(Dataset entries)
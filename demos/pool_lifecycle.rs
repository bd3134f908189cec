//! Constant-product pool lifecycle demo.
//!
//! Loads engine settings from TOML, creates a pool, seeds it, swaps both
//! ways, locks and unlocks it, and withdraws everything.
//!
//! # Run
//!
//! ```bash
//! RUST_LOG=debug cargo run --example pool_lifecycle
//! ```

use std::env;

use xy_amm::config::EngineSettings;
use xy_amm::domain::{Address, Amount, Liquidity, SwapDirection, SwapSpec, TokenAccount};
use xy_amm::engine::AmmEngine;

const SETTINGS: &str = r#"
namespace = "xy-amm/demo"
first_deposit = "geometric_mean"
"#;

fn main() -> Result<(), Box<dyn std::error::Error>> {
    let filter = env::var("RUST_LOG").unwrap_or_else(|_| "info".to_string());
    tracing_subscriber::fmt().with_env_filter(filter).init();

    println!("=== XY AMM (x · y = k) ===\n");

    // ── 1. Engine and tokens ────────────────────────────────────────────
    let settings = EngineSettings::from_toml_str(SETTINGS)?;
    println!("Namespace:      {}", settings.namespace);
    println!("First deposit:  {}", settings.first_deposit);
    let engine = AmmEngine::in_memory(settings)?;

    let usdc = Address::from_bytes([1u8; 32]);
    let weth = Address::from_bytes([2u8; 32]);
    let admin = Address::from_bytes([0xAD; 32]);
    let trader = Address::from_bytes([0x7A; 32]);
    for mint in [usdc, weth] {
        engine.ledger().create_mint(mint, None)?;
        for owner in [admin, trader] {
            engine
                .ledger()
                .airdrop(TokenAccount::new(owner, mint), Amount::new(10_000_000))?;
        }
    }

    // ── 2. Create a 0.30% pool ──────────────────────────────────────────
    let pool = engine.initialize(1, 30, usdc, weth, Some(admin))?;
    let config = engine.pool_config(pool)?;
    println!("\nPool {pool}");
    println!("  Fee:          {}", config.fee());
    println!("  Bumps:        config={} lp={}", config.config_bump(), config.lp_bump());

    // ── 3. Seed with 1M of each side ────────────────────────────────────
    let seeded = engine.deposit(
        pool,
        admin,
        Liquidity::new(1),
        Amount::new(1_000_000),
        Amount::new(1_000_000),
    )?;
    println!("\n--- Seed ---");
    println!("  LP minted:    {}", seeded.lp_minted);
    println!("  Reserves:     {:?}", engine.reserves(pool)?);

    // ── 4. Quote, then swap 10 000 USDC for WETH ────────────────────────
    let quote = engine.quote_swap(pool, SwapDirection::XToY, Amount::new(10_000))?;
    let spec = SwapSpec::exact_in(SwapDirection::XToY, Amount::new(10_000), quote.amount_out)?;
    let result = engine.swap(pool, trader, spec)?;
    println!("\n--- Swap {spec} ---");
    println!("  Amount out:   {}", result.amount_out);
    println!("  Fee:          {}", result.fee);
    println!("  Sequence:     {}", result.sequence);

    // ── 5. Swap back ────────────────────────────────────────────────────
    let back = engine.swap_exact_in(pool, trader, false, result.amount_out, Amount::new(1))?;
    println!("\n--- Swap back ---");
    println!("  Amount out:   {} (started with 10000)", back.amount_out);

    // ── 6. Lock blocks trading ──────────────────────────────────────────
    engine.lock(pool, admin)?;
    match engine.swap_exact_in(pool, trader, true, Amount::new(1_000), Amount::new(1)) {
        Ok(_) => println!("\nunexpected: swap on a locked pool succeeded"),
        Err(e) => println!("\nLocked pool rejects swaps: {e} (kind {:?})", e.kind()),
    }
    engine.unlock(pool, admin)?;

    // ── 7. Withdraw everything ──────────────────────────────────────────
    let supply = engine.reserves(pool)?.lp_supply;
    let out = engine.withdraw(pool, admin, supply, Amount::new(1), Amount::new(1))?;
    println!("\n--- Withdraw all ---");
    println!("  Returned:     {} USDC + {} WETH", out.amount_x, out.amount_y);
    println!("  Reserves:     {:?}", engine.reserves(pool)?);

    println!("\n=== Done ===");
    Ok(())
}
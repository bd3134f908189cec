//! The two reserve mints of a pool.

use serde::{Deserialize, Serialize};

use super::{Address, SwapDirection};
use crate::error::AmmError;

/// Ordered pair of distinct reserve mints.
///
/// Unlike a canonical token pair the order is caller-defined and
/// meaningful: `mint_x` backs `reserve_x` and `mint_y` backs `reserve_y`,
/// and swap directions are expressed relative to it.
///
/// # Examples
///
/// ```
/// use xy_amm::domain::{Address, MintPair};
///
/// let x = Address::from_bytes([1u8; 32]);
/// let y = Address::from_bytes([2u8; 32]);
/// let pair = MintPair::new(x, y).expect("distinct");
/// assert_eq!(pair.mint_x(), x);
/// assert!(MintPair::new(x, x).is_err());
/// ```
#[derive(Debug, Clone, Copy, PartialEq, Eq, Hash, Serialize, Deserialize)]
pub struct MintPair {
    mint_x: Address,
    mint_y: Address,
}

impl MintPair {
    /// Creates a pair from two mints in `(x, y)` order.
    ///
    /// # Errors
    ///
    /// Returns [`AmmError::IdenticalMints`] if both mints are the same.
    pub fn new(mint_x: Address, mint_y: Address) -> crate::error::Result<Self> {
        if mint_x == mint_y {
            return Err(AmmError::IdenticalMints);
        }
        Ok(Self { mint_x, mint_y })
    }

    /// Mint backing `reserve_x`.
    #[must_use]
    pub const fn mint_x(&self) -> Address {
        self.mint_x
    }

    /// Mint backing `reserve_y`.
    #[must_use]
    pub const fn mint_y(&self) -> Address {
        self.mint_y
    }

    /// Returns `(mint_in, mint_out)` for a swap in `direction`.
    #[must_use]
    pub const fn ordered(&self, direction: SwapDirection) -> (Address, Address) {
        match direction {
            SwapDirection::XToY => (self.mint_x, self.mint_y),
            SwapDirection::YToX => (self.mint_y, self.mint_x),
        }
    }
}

Work task: The range runs from the line above containing "Swap back ────────────────────────────────────────────────────" to the line containing "on a locked", inclusive. Restate those lines word for word and no others.

Answer for this exercise:
    // ── 5. Swap back ────────────────────────────────────────────────────
    let back = engine.swap_exact_in(pool, trader, false, result.amount_out, Amount::new(1))?;
    println!("\n--- Swap back ---");
    println!("  Amount out:   {} (started with 10000)", back.amount_out);

    // ── 6. Lock blocks trading ──────────────────────────────────────────
    engine.lock(pool, admin)?;
    match engine.swap_exact_in(pool, trader, true, Amount::new(1_000), Amount::new(1)) {
        Ok(_) => println!("\nunexpected: swap on a locked pool succeeded"),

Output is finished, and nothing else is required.